● **Dataset entries**:
^^^^

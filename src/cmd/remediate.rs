use crate::context::AppContext;
use crate::error::AppResult;
use crate::workflow::remediation::{WorkflowResult, run_remediation};

#[derive(Debug, Clone)]
pub struct RemediateCommandArgs {
    pub remediation_id: String,
    pub user: String,
}

pub async fn run(ctx: &AppContext, args: RemediateCommandArgs) -> AppResult<()> {
    match run_remediation(ctx, &args.remediation_id, &args.user).await? {
        WorkflowResult::RemediationConfirmed(kind) => {
            println!("Remediation '{kind}' succeeded for {}.", args.user)
        }
        WorkflowResult::TicketFiled(ticket_number) => println!(
            "Remediation '{}' failed; ticket {ticket_number} filed for {}.",
            args.remediation_id, args.user
        ),
    }
    Ok(())
}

^^^^

● **Task statement**:
All the entries must be retyped exactly.

● **Completed task**:
filename src/cmd/remediate.rs
use crate::context::AppContext;
use crate::error::AppResult;
use crate::workflow::remediation::{WorkflowResult, run_remediation};

#[derive(Debug, Clone)]
pub struct RemediateCommandArgs {
    pub remediation_id: String,
    pub user: String,
}

pub async fn run(ctx: &AppContext, args: RemediateCommandArgs) -> AppResult<()> {
    match run_remediation(ctx, &args.remediation_id, &args.user).await? {
        WorkflowResult::RemediationConfirmed(kind) => {
            println!("Remediation '{kind}' succeeded for {}.", args.user)
        }
        WorkflowResult::TicketFiled(ticket_number) => println!(
            "Remediation '{}' failed; ticket {ticket_number} filed for {}.",
            args.remediation_id, args.user
        ),
    }
    Ok(())
}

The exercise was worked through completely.